When LIFE featured Tereshkova later that month with the headline, “She Orbits Over the Sex Barrier,” the magazine was quick to point out that the U.S. had a deep bench of female astronauts “more qualified than Valentina.” For several reasons, though, “including NASA’s outstanding lack of enthusiasm, their women in space program has never been able to get off the ground.”
Clare Boothe Luce—writer, politician and wife to LIFE’s publisher Henry Luce—wrote an op-ed speculating as to why the U.S. lagged behind Russia in this arena. Luce referenced several U.S. space experts’ theories before offering her own. John Glenn, one of the Mercury Seven astronauts, posited that “so far we felt the qualifications we were looking for … were best taken care of by men.” Some said Tereshkova was just a Space Race publicity stunt. An unidentified NASA spokesman said the idea of a woman in space made him physically ill.

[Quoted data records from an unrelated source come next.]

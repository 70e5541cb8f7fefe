//! GRIB2 section parsing.
//!
//! Only the sections needed to unpack a single message's values are read:
//! the indicator (0), the point count of the grid definition (3), the data
//! representation (5), the bitmap (6) and the data itself (7).

use crate::Grib2Error;
use bytes::Bytes;

/// Section 0: Indicator Section (16 bytes)
#[derive(Debug, Clone)]
pub struct Indicator {
    pub discipline: u8,
    pub edition: u8,
    pub message_length: u64,
}

/// Section 5: Data Representation Section
#[derive(Debug, Clone)]
pub struct DataRepresentation {
    /// Number of values actually packed in Section 7
    pub num_data_points: u32,
    pub template_number: u16,
    pub reference_value: f32,
    pub binary_scale_factor: i16,
    pub decimal_scale_factor: i16,
    pub bits_per_value: u8,
}

/// Section 6: Bitmap Section
#[derive(Debug, Clone)]
pub struct Bitmap {
    pub data: Bytes,
}

/// Section 7: Data Section
#[derive(Debug, Clone)]
pub struct DataSection {
    pub data: Bytes,
}

// ===== Parsing Functions =====

/// Parse Section 0 (Indicator) from start of message
pub fn parse_indicator(data: &[u8]) -> Result<Indicator, Grib2Error> {
    if data.len() < 16 {
        return Err(Grib2Error::InvalidFormat(
            "Not enough data for indicator section".to_string(),
        ));
    }

    if &data[0..4] != b"GRIB" {
        return Err(Grib2Error::InvalidFormat(
            "Invalid GRIB magic bytes".to_string(),
        ));
    }

    // Octets 1-4: "GRIB"
    // Octets 5-6: Reserved
    // Octet 7: Discipline
    // Octet 8: GRIB Edition Number
    // Octets 9-16: Total length of GRIB message (8-byte big-endian)
    let discipline = data[6];
    let edition = data[7];

    if edition != 2 {
        return Err(Grib2Error::InvalidFormat(format!(
            "Expected GRIB edition 2, got {}",
            edition
        )));
    }

    let mut length = [0u8; 8];
    length.copy_from_slice(&data[8..16]);

    Ok(Indicator {
        discipline,
        edition,
        message_length: u64::from_be_bytes(length),
    })
}

/// Read the total number of grid points from Section 3.
pub fn parse_grid_point_count(data: &[u8]) -> Result<u32, Grib2Error> {
    let section_offset = find_section(data, 3)?;
    let section_data = &data[section_offset..];

    // Bytes 0-3: Section length
    // Byte 4: Section number (3)
    // Byte 5: Source of grid definition
    // Bytes 6-9: Number of data points (u32)
    if section_data.len() < 10 {
        return Err(Grib2Error::InvalidSection {
            section: 3,
            reason: "Not enough data".to_string(),
        });
    }

    Ok(u32::from_be_bytes([
        section_data[6],
        section_data[7],
        section_data[8],
        section_data[9],
    ]))
}

/// Parse Section 5 (Data Representation)
pub fn parse_data_representation(data: &[u8]) -> Result<DataRepresentation, Grib2Error> {
    let section_offset = find_section(data, 5)?;
    let section_data = &data[section_offset..];

    if section_data.len() < 21 {
        return Err(Grib2Error::InvalidSection {
            section: 5,
            reason: "Not enough data".to_string(),
        });
    }

    // Octets 6-9 [5-8]: Number of data points (N)
    // Octets 10-11 [9-10]: Data representation template number
    // Octets 12-15 [11-14]: Reference value (R) - IEEE 32-bit float
    // Octets 16-17 [15-16]: Binary scale factor (E)
    // Octets 18-19 [17-18]: Decimal scale factor (D)
    // Octet 20 [19]: Number of bits per packed value
    //
    // Templates 5.0, 5.2, 5.3, 5.40 and 5.41 share this prefix.
    let num_data_points = u32::from_be_bytes([
        section_data[5],
        section_data[6],
        section_data[7],
        section_data[8],
    ]);
    let template_number = u16::from_be_bytes([section_data[9], section_data[10]]);
    let reference_value = f32::from_be_bytes([
        section_data[11],
        section_data[12],
        section_data[13],
        section_data[14],
    ]);

    Ok(DataRepresentation {
        num_data_points,
        template_number,
        reference_value,
        binary_scale_factor: sign_magnitude_i16(section_data[15], section_data[16]),
        decimal_scale_factor: sign_magnitude_i16(section_data[17], section_data[18]),
        bits_per_value: section_data[19],
    })
}

/// Parse Section 6 (Bitmap). `None` when the message carries no bitmap.
pub fn parse_bitmap(data: &[u8]) -> Result<Option<Bitmap>, Grib2Error> {
    let section_offset = find_section(data, 6)?;
    let section_data = &data[section_offset..];

    if section_data.len() < 6 {
        return Err(Grib2Error::InvalidSection {
            section: 6,
            reason: "Not enough data".to_string(),
        });
    }

    let section_length = section_length(section_data);
    if section_length < 6 {
        return Err(Grib2Error::InvalidSection {
            section: 6,
            reason: format!("Section length {} is shorter than its header", section_length),
        });
    }
    let indicator = section_data[5];

    match indicator {
        255 => Ok(None),
        0 => Ok(Some(Bitmap {
            data: Bytes::copy_from_slice(&section_data[6..section_length]),
        })),
        other => Err(Grib2Error::InvalidSection {
            section: 6,
            reason: format!("Unsupported bitmap indicator {}", other),
        }),
    }
}

/// Parse Section 7 (Data)
pub fn parse_data_section(data: &[u8]) -> Result<DataSection, Grib2Error> {
    let section_offset = find_section(data, 7)?;
    let section_data = &data[section_offset..];
    let section_length = section_length(section_data);

    let data_bytes = if section_length > 5 {
        Bytes::copy_from_slice(&section_data[5..section_length])
    } else {
        Bytes::new()
    };

    Ok(DataSection { data: data_bytes })
}

// ===== Helper Functions =====

fn section_length(section_data: &[u8]) -> usize {
    u32::from_be_bytes([
        section_data[0],
        section_data[1],
        section_data[2],
        section_data[3],
    ]) as usize
}

/// GRIB2 stores signed integers as sign bit plus magnitude, not two's complement.
fn sign_magnitude_i16(hi: u8, lo: u8) -> i16 {
    let magnitude = (((hi & 0x7f) as i16) << 8) | lo as i16;
    if hi & 0x80 != 0 {
        -magnitude
    } else {
        magnitude
    }
}

/// Find a section by number within a message. The returned offset always
/// has the whole section available.
fn find_section(data: &[u8], section_num: u8) -> Result<usize, Grib2Error> {
    let mut offset = 16; // After Section 0

    loop {
        if offset + 5 > data.len() {
            return Err(Grib2Error::InvalidSection {
                section: section_num,
                reason: "Section not found".to_string(),
            });
        }

        // End marker "7777"
        if &data[offset..offset + 4] == b"7777" {
            return Err(Grib2Error::InvalidSection {
                section: section_num,
                reason: "Reached end of message without finding section".to_string(),
            });
        }

        let length = section_length(&data[offset..]);
        if length < 5 || offset + length > data.len() {
            return Err(Grib2Error::InvalidSection {
                section: section_num,
                reason: "Invalid section length".to_string(),
            });
        }

        if data[offset + 4] == section_num {
            return Ok(offset);
        }

        offset += length;
    }
}

#[cfg(test)]
mod tests {
    use super::*;

    #[test]
    fn test_sign_magnitude() {
        assert_eq!(sign_magnitude_i16(0x00, 0x05), 5);
        assert_eq!(sign_magnitude_i16(0x80, 0x05), -5);
        assert_eq!(sign_magnitude_i16(0x80, 0x00), 0);
    }

    #[test]
    fn test_indicator_rejects_bad_magic() {
        let mut data = vec![0u8; 16];
        data[..4].copy_from_slice(b"GRIX");
        data[7] = 2;
        assert!(matches!(parse_indicator(&data), Err(Grib2Error::InvalidFormat(_))));
    }

    #[test]
    fn test_indicator_rejects_edition_1() {
        let mut data = vec![0u8; 16];
        data[..4].copy_from_slice(b"GRIB");
        data[7] = 1;
        assert!(parse_indicator(&data).is_err());
    }

    /// Indicator section followed by the given sections and the end marker.
    fn message_with_sections(sections: &[&[u8]]) -> Vec<u8> {
        let mut data = vec![0u8; 16];
        data[..4].copy_from_slice(b"GRIB");
        data[7] = 2;
        for section in sections {
            data.extend_from_slice(section);
        }
        data.extend_from_slice(b"7777");
        let total = data.len() as u64;
        data[8..16].copy_from_slice(&total.to_be_bytes());
        data
    }

    #[test]
    fn test_bitmap_shorter_than_header_is_error() {
        // Length 5 leaves no room for the bitmap indicator
        let section6: [u8; 5] = [0, 0, 0, 5, 6];
        let data = message_with_sections(&[&section6]);
        assert!(matches!(
            parse_bitmap(&data),
            Err(Grib2Error::InvalidSection { section: 6, .. })
        ));

        // Still caught when the indicator byte happens to follow
        let mut data = message_with_sections(&[&section6]);
        data.insert(21, 0);
        assert!(matches!(
            parse_bitmap(&data),
            Err(Grib2Error::InvalidSection { section: 6, .. })
        ));
    }

    #[test]
    fn test_bitmap_indicator_values() {
        let absent = message_with_sections(&[&[0, 0, 0, 6, 6, 255]]);
        assert!(parse_bitmap(&absent).unwrap().is_none());

        let present = message_with_sections(&[&[0, 0, 0, 7, 6, 0, 0b1010_0000]]);
        let bitmap = parse_bitmap(&present).unwrap().unwrap();
        assert_eq!(bitmap.data.as_ref(), &[0b1010_0000]);

        let predefined = message_with_sections(&[&[0, 0, 0, 6, 6, 254]]);
        assert!(parse_bitmap(&predefined).is_err());
    }

    #[test]
    fn test_find_section_stops_at_end_marker() {
        let mut data = vec![0u8; 16];
        data[..4].copy_from_slice(b"GRIB");
        data.extend_from_slice(b"7777");
        data.push(0);
        assert!(find_section(&data, 5).is_err());
    }
}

Boothe’s answer was much simpler: communism. “The right answer,” she wrote, “is that Soviet Russia put a woman in space because Communism preaches and, since the revolution of 1917, has tried to practice the inherent equality of men and women.” As evidence, she pointed to statistics in the field of medicine: In the USSR, 74% of doctors and surgeons were women, whereas they were still a relative rarity in the U.S. Russian woman were expected to participate equally in every level of society, from manual labor to the highest scientific feats.
“The flight of Valentina Tereshkova is, consequently, symbolic of the emancipation of the Communist woman,” Luce wrote. “The U.S. could have been first to put a woman up in space simply by deciding to do so.” Boothe’s argument, lauding communism and blatantly calling sexism on America’s community of space experts, was not only risky, but also pointed to an inequality that wouldn’t swiftly be addressed. Despite a plethora of space-ready female astronauts, it would be another 20 years before America sent a woman, Sally Ride, into space.